[[ SUPPLIED RECORDS, beginning ]]

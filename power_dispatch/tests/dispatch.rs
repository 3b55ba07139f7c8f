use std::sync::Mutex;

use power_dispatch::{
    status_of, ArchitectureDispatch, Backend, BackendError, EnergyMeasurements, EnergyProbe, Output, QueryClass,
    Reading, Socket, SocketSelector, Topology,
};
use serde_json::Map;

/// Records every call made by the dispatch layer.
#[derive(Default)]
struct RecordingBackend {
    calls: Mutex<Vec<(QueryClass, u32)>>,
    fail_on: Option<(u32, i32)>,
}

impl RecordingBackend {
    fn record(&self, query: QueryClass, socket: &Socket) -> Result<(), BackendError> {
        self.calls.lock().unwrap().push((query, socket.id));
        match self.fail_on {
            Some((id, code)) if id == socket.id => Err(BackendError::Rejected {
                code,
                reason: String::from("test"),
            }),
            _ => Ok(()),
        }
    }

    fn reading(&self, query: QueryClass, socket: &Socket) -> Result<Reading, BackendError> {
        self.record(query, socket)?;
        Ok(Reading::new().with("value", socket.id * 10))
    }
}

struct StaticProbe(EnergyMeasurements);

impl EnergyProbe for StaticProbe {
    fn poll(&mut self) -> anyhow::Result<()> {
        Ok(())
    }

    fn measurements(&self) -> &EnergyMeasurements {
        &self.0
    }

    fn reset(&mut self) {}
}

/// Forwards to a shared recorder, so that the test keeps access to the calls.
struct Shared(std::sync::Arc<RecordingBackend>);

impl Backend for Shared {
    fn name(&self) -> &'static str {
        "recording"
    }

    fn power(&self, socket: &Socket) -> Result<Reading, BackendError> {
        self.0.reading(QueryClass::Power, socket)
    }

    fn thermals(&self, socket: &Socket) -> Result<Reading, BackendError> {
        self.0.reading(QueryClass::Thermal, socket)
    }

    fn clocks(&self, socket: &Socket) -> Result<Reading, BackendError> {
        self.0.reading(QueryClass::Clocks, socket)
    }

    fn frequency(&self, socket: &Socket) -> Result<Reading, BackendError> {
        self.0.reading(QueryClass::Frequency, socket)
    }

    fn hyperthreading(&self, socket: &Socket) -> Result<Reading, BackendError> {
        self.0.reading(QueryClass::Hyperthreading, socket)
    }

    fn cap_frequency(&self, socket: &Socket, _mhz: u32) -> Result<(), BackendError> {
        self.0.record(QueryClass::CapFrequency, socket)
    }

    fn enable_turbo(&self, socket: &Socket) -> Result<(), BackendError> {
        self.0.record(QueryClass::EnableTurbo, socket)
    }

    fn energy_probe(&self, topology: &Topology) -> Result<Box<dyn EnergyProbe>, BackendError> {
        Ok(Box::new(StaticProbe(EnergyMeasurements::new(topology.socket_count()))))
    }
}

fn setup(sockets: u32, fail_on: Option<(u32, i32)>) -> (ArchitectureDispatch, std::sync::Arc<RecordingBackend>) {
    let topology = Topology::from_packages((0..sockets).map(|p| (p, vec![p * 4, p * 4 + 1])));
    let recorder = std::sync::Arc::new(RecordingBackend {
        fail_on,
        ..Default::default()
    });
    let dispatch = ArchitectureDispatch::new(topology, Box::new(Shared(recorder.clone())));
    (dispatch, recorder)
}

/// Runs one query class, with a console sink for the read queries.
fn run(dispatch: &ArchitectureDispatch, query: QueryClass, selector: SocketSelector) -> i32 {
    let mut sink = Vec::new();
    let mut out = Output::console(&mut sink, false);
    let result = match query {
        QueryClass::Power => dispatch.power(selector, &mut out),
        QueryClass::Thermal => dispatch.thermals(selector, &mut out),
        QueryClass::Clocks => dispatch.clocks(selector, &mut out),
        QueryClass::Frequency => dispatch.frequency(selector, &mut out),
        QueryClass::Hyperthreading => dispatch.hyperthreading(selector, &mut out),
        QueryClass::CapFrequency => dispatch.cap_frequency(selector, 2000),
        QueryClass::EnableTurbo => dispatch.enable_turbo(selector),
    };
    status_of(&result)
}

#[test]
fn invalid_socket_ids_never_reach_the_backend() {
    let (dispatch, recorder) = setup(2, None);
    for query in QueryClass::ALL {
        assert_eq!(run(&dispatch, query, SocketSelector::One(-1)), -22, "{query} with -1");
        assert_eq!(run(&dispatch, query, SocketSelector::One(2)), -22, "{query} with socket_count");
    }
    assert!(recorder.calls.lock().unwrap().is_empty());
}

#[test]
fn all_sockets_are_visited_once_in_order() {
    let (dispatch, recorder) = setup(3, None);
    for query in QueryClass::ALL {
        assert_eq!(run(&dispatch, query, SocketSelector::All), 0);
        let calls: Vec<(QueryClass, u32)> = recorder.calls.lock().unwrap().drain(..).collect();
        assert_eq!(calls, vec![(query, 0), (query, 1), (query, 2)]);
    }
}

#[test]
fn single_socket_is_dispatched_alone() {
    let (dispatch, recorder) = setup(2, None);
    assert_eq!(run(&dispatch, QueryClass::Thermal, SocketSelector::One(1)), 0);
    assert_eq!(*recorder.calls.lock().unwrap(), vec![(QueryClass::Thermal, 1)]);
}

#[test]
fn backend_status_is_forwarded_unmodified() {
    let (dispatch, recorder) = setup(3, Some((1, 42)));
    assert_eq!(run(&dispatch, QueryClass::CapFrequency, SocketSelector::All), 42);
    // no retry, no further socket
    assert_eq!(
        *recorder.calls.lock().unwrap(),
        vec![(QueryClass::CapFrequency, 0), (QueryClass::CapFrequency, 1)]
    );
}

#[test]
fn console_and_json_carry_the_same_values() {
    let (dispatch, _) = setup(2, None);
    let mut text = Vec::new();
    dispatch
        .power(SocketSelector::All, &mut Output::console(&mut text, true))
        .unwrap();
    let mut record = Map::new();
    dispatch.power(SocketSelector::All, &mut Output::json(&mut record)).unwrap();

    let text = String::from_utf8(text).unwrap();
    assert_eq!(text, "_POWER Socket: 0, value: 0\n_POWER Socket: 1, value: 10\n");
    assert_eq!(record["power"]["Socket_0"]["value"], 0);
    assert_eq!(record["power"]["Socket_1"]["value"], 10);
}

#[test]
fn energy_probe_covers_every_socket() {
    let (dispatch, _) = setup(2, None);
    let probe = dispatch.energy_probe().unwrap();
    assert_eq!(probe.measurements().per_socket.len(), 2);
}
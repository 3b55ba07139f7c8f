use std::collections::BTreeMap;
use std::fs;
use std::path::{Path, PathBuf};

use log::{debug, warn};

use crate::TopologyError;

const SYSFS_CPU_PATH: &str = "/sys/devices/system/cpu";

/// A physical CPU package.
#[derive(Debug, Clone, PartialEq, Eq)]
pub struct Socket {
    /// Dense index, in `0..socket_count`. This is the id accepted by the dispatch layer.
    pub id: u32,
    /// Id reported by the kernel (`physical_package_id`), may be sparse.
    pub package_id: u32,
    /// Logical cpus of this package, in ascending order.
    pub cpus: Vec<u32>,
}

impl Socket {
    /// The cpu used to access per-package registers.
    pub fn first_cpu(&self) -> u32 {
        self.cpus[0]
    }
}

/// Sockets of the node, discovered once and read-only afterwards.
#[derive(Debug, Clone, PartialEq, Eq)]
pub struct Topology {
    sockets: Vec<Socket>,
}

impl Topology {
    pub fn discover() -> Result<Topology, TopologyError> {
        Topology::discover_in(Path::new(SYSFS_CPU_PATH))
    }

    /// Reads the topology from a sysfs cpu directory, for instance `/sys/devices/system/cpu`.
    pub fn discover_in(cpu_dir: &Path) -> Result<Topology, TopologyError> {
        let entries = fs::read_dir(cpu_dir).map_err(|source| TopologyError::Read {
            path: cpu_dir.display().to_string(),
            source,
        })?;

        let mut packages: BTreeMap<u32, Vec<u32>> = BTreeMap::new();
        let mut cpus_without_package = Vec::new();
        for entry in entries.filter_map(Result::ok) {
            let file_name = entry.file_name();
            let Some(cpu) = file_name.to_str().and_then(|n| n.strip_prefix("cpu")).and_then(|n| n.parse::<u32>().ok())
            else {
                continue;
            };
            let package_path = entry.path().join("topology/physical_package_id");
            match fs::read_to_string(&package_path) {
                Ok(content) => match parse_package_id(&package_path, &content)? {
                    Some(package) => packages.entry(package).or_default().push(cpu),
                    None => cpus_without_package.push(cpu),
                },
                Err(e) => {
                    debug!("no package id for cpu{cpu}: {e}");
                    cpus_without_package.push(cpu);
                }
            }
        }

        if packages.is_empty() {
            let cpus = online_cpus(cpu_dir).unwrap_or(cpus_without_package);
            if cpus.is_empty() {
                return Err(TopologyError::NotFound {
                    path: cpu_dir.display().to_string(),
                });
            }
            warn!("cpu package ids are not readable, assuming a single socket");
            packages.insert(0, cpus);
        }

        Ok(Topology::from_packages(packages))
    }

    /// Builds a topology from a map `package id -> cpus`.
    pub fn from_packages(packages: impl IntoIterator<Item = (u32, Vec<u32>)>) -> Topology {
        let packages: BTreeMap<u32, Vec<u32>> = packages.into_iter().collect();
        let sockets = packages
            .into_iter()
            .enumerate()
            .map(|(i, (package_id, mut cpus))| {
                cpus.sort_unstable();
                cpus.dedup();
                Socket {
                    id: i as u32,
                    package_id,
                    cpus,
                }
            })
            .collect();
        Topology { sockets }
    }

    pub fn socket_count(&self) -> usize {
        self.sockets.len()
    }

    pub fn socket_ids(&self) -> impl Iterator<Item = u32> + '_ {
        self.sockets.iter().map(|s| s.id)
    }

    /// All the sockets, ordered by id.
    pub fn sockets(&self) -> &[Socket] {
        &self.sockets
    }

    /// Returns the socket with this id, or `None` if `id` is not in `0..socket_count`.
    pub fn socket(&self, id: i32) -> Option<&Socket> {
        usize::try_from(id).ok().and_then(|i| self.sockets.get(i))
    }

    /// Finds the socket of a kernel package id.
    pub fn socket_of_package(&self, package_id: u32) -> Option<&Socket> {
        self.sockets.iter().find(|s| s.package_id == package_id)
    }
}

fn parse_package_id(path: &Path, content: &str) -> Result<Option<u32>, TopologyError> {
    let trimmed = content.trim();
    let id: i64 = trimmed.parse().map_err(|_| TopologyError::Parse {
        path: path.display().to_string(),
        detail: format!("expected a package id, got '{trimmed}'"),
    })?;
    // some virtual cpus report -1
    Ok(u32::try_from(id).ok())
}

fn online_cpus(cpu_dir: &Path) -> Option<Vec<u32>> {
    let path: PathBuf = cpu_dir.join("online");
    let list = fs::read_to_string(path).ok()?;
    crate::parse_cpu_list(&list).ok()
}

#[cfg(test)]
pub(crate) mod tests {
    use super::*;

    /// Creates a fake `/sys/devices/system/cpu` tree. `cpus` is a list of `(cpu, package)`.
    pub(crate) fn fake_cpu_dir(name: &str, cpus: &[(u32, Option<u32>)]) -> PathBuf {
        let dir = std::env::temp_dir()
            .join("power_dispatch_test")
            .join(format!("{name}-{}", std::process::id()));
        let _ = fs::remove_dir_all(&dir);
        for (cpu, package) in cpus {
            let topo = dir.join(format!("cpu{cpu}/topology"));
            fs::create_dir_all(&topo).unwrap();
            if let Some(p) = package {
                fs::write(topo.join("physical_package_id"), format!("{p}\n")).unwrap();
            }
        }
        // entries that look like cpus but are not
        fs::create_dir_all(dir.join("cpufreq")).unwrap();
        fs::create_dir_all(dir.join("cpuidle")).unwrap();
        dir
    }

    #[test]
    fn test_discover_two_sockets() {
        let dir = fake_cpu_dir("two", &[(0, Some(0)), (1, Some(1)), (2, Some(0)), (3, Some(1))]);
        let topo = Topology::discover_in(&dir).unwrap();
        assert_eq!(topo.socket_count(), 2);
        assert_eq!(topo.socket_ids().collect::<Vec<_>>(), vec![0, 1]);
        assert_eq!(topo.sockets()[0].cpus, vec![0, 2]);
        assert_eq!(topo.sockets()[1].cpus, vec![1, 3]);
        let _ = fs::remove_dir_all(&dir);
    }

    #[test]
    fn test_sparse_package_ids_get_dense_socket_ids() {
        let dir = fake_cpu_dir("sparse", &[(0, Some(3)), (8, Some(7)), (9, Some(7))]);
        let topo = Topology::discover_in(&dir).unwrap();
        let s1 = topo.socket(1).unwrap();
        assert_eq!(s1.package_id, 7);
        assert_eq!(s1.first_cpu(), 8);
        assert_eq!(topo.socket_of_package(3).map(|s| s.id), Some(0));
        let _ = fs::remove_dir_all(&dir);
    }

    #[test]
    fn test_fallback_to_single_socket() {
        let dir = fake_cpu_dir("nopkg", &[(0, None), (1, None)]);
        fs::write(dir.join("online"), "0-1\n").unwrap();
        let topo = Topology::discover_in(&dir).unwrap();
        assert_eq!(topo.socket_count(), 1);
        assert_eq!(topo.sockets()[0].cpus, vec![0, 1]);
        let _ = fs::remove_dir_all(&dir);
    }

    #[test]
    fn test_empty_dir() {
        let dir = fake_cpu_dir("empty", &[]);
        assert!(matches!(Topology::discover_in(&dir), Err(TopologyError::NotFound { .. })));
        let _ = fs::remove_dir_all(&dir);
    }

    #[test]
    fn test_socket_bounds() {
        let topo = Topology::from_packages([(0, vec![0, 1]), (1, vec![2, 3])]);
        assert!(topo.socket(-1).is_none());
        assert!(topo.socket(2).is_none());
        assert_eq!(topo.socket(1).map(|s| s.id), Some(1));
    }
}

[[ SUPPLIED RECORDS, end ]]

**AIM OF THE EXERCISE**
When you reach the line in the material above that holds "self.sockets.len()", begin reproducing lines exactly, and stop after the line that holds "cpus report -1".

**YOUR SOLUTION**
        self.sockets.len()
    }

    pub fn socket_ids(&self) -> impl Iterator<Item = u32> + '_ {
        self.sockets.iter().map(|s| s.id)
    }

    /// All the sockets, ordered by id.
    pub fn sockets(&self) -> &[Socket] {
        &self.sockets
    }

    /// Returns the socket with this id, or `None` if `id` is not in `0..socket_count`.
    pub fn socket(&self, id: i32) -> Option<&Socket> {
        usize::try_from(id).ok().and_then(|i| self.sockets.get(i))
    }

    /// Finds the socket of a kernel package id.
    pub fn socket_of_package(&self, package_id: u32) -> Option<&Socket> {
        self.sockets.iter().find(|s| s.package_id == package_id)
    }
}

fn parse_package_id(path: &Path, content: &str) -> Result<Option<u32>, TopologyError> {
    let trimmed = content.trim();
    let id: i64 = trimmed.parse().map_err(|_| TopologyError::Parse {
        path: path.display().to_string(),
        detail: format!("expected a package id, got '{trimmed}'"),
    })?;
    // some virtual cpus report -1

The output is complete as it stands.